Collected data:
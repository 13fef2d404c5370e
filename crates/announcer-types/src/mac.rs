//! MAC address type with strict parsing and formatting.

use crate::ParseError;
use std::fmt;
use std::str::FromStr;

/// A 48-bit (EUI-48) Ethernet MAC address.
///
/// # Examples
///
/// ```
/// use announcer_types::MacAddress;
///
/// let mac: MacAddress = "52:54:00:aa:bb:cc".parse().unwrap();
/// assert_eq!(mac.to_string(), "52:54:00:aa:bb:cc");
/// ```
#[derive(Debug, Clone, Copy, PartialEq, Eq, Hash)]
pub struct MacAddress([u8; 6]);

impl MacAddress {
    /// Bit of the first octet that marks a locally administered address.
    pub const LOCAL_BIT: u8 = 0x02;

    /// Returns the raw bytes of the MAC address.
    pub const fn as_bytes(&self) -> &[u8; 6] {
        &self.0
    }
}

impl fmt::Display for MacAddress {
    fn fmt(&self, f: &mut fmt::Formatter<'_>) -> fmt::Result {
        write!(
            f,
            "{:02x}:{:02x}:{:02x}:{:02x}:{:02x}:{:02x}",
            self.0[0], self.0[1], self.0[2], self.0[3], self.0[4], self.0[5]
        )
    }
}

impl FromStr for MacAddress {
    type Err = ParseError;

    /// Accepts colon or hyphen separated groups of exactly two hex digits.
    fn from_str(s: &str) -> Result<Self, Self::Err> {
        let separator = if s.contains(':') { ':' } else { '-' };

        let parts: Vec<&str> = s.split(separator).collect();
        if parts.len() != 6 {
            return Err(ParseError::InvalidMacAddress(s.to_string()));
        }

        let mut bytes = [0u8; 6];
        for (i, part) in parts.iter().enumerate() {
            if part.len() != 2 || !part.bytes().all(|b| b.is_ascii_hexdigit()) {
                return Err(ParseError::InvalidMacAddress(s.to_string()));
            }
            bytes[i] = u8::from_str_radix(part, 16)
                .map_err(|_| ParseError::InvalidMacAddress(s.to_string()))?;
        }

        Ok(MacAddress(bytes))
    }
}

#[cfg(test)]
mod tests {
    use super::*;
    use pretty_assertions::assert_eq;

    #[test]
    fn test_parse_colon_format() {
        let mac: MacAddress = "52:54:00:aa:bb:cc".parse().unwrap();
        assert_eq!(mac.as_bytes(), &[0x52, 0x54, 0x00, 0xaa, 0xbb, 0xcc]);
    }

    #[test]
    fn test_parse_hyphen_and_uppercase() {
        let mac: MacAddress = "52-54-00-AA-BB-CC".parse().unwrap();
        assert_eq!(mac.to_string(), "52:54:00:aa:bb:cc");
    }

    #[test]
    fn test_local_bit() {
        let qemu: MacAddress = "52:54:00:00:00:01".parse().unwrap();
        assert_ne!(qemu.as_bytes()[0] & MacAddress::LOCAL_BIT, 0);

        let vendor: MacAddress = "00:11:22:33:44:55".parse().unwrap();
        assert_eq!(vendor.as_bytes()[0] & MacAddress::LOCAL_BIT, 0);
    }

    #[test]
    fn test_invalid_format() {
        assert!("invalid".parse::<MacAddress>().is_err());
        assert!("".parse::<MacAddress>().is_err());
        assert!("52:54:00:aa:bb".parse::<MacAddress>().is_err());
        assert!("52:54:00:aa:bb:cc:dd".parse::<MacAddress>().is_err());
        assert!("gg:54:00:aa:bb:cc".parse::<MacAddress>().is_err());
        assert!("5:54:00:aa:bb:cc".parse::<MacAddress>().is_err());
        assert!("+5:54:00:aa:bb:cc".parse::<MacAddress>().is_err());
    }
}
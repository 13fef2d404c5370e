//! Address types shared by the guest-announcer crates.
//!
//! - [`MacAddress`]: 48-bit Ethernet MAC addresses
//! - [`IpCidr`]: an address together with its prefix length (CIDR notation)
//! - [`IpFamily`]: the closed set of address families a primitive can carry

mod ip;
mod mac;

pub use ip::{IpCidr, IpFamily};
pub use mac::MacAddress;

/// Common error type for parsing failures.
#[derive(Debug, Clone, PartialEq, Eq, thiserror::Error)]
pub enum ParseError {
    #[error("invalid MAC address format: {0}")]
    InvalidMacAddress(String),

    #[error("invalid IP address format: {0}")]
    InvalidIpAddress(String),

    #[error("invalid CIDR format: {0}")]
    InvalidCidr(String),

    #[error("unknown address family: {0}")]
    UnknownFamily(String),
}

Work item
Quote the data above from the line containing "impl fmt::Display for" to the line containing "for (i, part)", inclusive, and stop.

Result
impl fmt::Display for MacAddress {
    fn fmt(&self, f: &mut fmt::Formatter<'_>) -> fmt::Result {
        write!(
            f,
            "{:02x}:{:02x}:{:02x}:{:02x}:{:02x}:{:02x}",
            self.0[0], self.0[1], self.0[2], self.0[3], self.0[4], self.0[5]
        )
    }
}

impl FromStr for MacAddress {
    type Err = ParseError;

    /// Accepts colon or hyphen separated groups of exactly two hex digits.
    fn from_str(s: &str) -> Result<Self, Self::Err> {
        let separator = if s.contains(':') { ':' } else { '-' };

        let parts: Vec<&str> = s.split(separator).collect();
        if parts.len() != 6 {
            return Err(ParseError::InvalidMacAddress(s.to_string()));
        }

        let mut bytes = [0u8; 6];
        for (i, part) in parts.iter().enumerate() {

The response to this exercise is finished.